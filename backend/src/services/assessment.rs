//! Assessment service: authoring, attempts, auto-grading and manual grading

use std::collections::HashMap;

use chrono::{DateTime, Duration, Utc};
use rand::seq::SliceRandom;
use rust_decimal::Decimal;
use serde::{Deserialize, Serialize};
use shared::models::{
    attempts_remaining, awaits_manual_grading, check_can_start, grade_attempt, grade_objective,
    is_time_expired, validate_manual_points, validate_question, AssessmentStatus, AttemptStatus,
    NotificationChannel, NotificationType, QuestionType, DEFAULT_MAX_ATTEMPTS,
    DEFAULT_PASSING_SCORE,
};
use sqlx::{FromRow, PgPool};
use uuid::Uuid;
use validator::Validate;

use crate::error::{AppError, AppResult};
use crate::services::gamification::GamificationService;
use crate::services::notification::{NotificationService, SendNotification};

/// Assessment service
#[derive(Clone)]
pub struct AssessmentService {
    db: PgPool,
}

/// Assessment record
#[derive(Debug, Clone, Serialize, FromRow)]
pub struct Assessment {
    pub id: Uuid,
    pub title: String,
    pub description: String,
    pub course_id: Option<Uuid>,
    pub lesson_id: Option<Uuid>,
    pub passing_score: i32,
    pub time_limit_minutes: Option<i32>,
    pub max_attempts: i32,
    pub shuffle_questions: bool,
    pub shuffle_answers: bool,
    pub show_correct_answers: bool,
    pub status: AssessmentStatus,
    pub created_by: Option<Uuid>,
    pub created_at: DateTime<Utc>,
    pub updated_at: DateTime<Utc>,
}

/// Question record
#[derive(Debug, Clone, Serialize, FromRow)]
pub struct Question {
    pub id: Uuid,
    pub assessment_id: Uuid,
    pub question_type: QuestionType,
    pub text: String,
    pub explanation: String,
    pub points: Decimal,
    pub sort_order: i32,
    pub created_at: DateTime<Utc>,
}

/// Answer option (author view)
#[derive(Debug, Clone, Serialize, FromRow)]
pub struct Answer {
    pub id: Uuid,
    pub question_id: Uuid,
    pub text: String,
    pub is_correct: bool,
    pub sort_order: i32,
}

/// Question with its options
#[derive(Debug, Clone, Serialize)]
pub struct QuestionWithAnswers {
    #[serde(flatten)]
    pub question: Question,
    pub answers: Vec<Answer>,
}

/// Assessment with questions (author view)
#[derive(Debug, Serialize)]
pub struct AssessmentDetail {
    #[serde(flatten)]
    pub assessment: Assessment,
    pub questions: Vec<QuestionWithAnswers>,
    pub total_points: Decimal,
}

/// Attempt record
#[derive(Debug, Clone, Serialize, FromRow)]
pub struct Attempt {
    pub id: Uuid,
    pub assessment_id: Uuid,
    pub user_id: Uuid,
    pub attempt_number: i32,
    pub status: AttemptStatus,
    pub score: Option<Decimal>,
    pub passed: Option<bool>,
    pub question_order: Vec<Uuid>,
    pub started_at: DateTime<Utc>,
    pub submitted_at: Option<DateTime<Utc>>,
    pub graded_at: Option<DateTime<Utc>>,
    pub graded_by: Option<Uuid>,
}

/// Recorded answer in an attempt
#[derive(Debug, Clone, Serialize, FromRow)]
pub struct AttemptAnswer {
    pub id: Uuid,
    pub attempt_id: Uuid,
    pub question_id: Uuid,
    pub selected_answers: Vec<Uuid>,
    pub text_answer: Option<String>,
    pub is_correct: Option<bool>,
    pub points_awarded: Option<Decimal>,
    pub feedback: Option<String>,
    pub answered_at: DateTime<Utc>,
}

/// Answer option as shown to a learner
#[derive(Debug, Clone, Serialize)]
pub struct LearnerAnswer {
    pub id: Uuid,
    pub text: String,
}

/// Question as shown to a learner
#[derive(Debug, Clone, Serialize)]
pub struct LearnerQuestion {
    pub id: Uuid,
    pub question_type: QuestionType,
    pub text: String,
    pub points: Decimal,
    pub answers: Vec<LearnerAnswer>,
}

/// An open attempt with its questions
#[derive(Debug, Serialize)]
pub struct AttemptSession {
    pub attempt: Attempt,
    pub assessment_title: String,
    pub time_limit_minutes: Option<i32>,
    pub expires_at: Option<DateTime<Utc>>,
    pub questions: Vec<LearnerQuestion>,
}

/// Per-question result
#[derive(Debug, Serialize)]
pub struct QuestionResult {
    pub question_id: Uuid,
    pub question_type: QuestionType,
    pub text: String,
    pub points: Decimal,
    pub selected_answers: Vec<Uuid>,
    pub text_answer: Option<String>,
    pub is_correct: Option<bool>,
    pub points_awarded: Option<Decimal>,
    pub feedback: Option<String>,
    #[serde(skip_serializing_if = "Option::is_none")]
    pub correct_answers: Option<Vec<Uuid>>,
    #[serde(skip_serializing_if = "Option::is_none")]
    pub explanation: Option<String>,
}

/// Attempt outcome
#[derive(Debug, Serialize)]
pub struct AttemptResult {
    pub attempt: Attempt,
    pub passing_score: i32,
    pub questions: Vec<QuestionResult>,
}

/// Attempts of a user with the remaining allowance
#[derive(Debug, Serialize)]
pub struct AttemptHistory {
    pub attempts: Vec<Attempt>,
    pub max_attempts: i32,
    /// `None` when unlimited
    pub attempts_remaining: Option<i64>,
    pub best_score: Option<Decimal>,
    pub passed: bool,
}

/// Per-question statistics
#[derive(Debug, Serialize, FromRow)]
pub struct QuestionStatistics {
    pub question_id: Uuid,
    pub text: String,
    pub answered: i64,
    pub correct: i64,
    pub correct_rate: Decimal,
}

/// Assessment statistics
#[derive(Debug, Serialize)]
pub struct AssessmentStatistics {
    pub assessment_id: Uuid,
    pub total_attempts: i64,
    pub graded_attempts: i64,
    pub unique_users: i64,
    pub average_score: Decimal,
    pub pass_rate: Decimal,
    pub questions: Vec<QuestionStatistics>,
}

/// Answer awaiting manual grading
#[derive(Debug, Serialize, FromRow)]
pub struct PendingAnswer {
    pub answer_id: Uuid,
    pub attempt_id: Uuid,
    pub assessment_id: Uuid,
    pub assessment_title: String,
    pub user_id: Uuid,
    pub user_name: String,
    pub question_id: Uuid,
    pub question_type: QuestionType,
    pub question_text: String,
    pub max_points: Decimal,
    pub text_answer: Option<String>,
    pub answered_at: DateTime<Utc>,
}

/// Input for creating an assessment
#[derive(Debug, Deserialize, Validate)]
pub struct CreateAssessmentInput {
    #[validate(length(min = 1, max = 200))]
    pub title: String,
    pub description: Option<String>,
    pub course_id: Option<Uuid>,
    pub lesson_id: Option<Uuid>,
    #[validate(range(min = 0, max = 100))]
    pub passing_score: Option<i32>,
    #[validate(range(min = 1))]
    pub time_limit_minutes: Option<i32>,
    #[validate(range(min = 0))]
    pub max_attempts: Option<i32>,
    pub shuffle_questions: Option<bool>,
    pub shuffle_answers: Option<bool>,
    pub show_correct_answers: Option<bool>,
}

/// Input for updating an assessment
#[derive(Debug, Deserialize, Validate)]
pub struct UpdateAssessmentInput {
    #[validate(length(min = 1, max = 200))]
    pub title: Option<String>,
    pub description: Option<String>,
    #[validate(range(min = 0, max = 100))]
    pub passing_score: Option<i32>,
    #[validate(range(min = 1))]
    pub time_limit_minutes: Option<i32>,
    #[validate(range(min = 0))]
    pub max_attempts: Option<i32>,
    pub shuffle_questions: Option<bool>,
    pub shuffle_answers: Option<bool>,
    pub show_correct_answers: Option<bool>,
}

/// Answer option input
#[derive(Debug, Deserialize, Validate)]
pub struct AnswerInput {
    #[validate(length(min = 1, max = 1000))]
    pub text: String,
    #[serde(default)]
    pub is_correct: bool,
}

/// Input for creating or replacing a question
#[derive(Debug, Deserialize, Validate)]
pub struct QuestionInput {
    pub question_type: QuestionType,
    #[validate(length(min = 1))]
    pub text: String,
    pub explanation: Option<String>,
    pub points: Option<Decimal>,
    pub sort_order: Option<i32>,
    #[serde(default)]
    #[validate]
    pub answers: Vec<AnswerInput>,
}

/// Learner answer submission
#[derive(Debug, Deserialize)]
pub struct SubmitAnswerInput {
    pub question_id: Uuid,
    #[serde(default)]
    pub selected_answers: Vec<Uuid>,
    pub text_answer: Option<String>,
}

/// Instructor grading input
#[derive(Debug, Deserialize)]
pub struct GradeAnswerInput {
    pub points_awarded: Decimal,
    pub feedback: Option<String>,
}

const ASSESSMENT_COLUMNS: &str = r#"
    id, title, description, course_id, lesson_id, passing_score, time_limit_minutes,
    max_attempts, shuffle_questions, shuffle_answers, show_correct_answers, status,
    created_by, created_at, updated_at
"#;

const ATTEMPT_COLUMNS: &str = r#"
    id, assessment_id, user_id, attempt_number, status, score, passed, question_order,
    started_at, submitted_at, graded_at, graded_by
"#;

const ANSWER_COLUMNS: &str = r#"
    id, attempt_id, question_id, selected_answers, text_answer, is_correct,
    points_awarded, feedback, answered_at
"#;

/// Shuffle in place with a thread-local generator
fn shuffle<T>(items: &mut [T]) {
    let mut rng = rand::rng();
    items.shuffle(&mut rng);
}

/// Correct option ids: the authored sequence for ordering questions, else the flagged set
fn correct_answer_ids(question_type: QuestionType, answers: &[Answer]) -> Vec<Uuid> {
    let mut sorted: Vec<&Answer> = answers.iter().collect();
    sorted.sort_by_key(|a| a.sort_order);
    sorted
        .into_iter()
        .filter(|a| question_type == QuestionType::Ordering || a.is_correct)
        .map(|a| a.id)
        .collect()
}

################

## The task
Lines holding the word "QuestionWithAnswers" are the answer; copy every one from the records above.

## Written solution
pub struct QuestionWithAnswers {
    pub questions: Vec<QuestionWithAnswers>,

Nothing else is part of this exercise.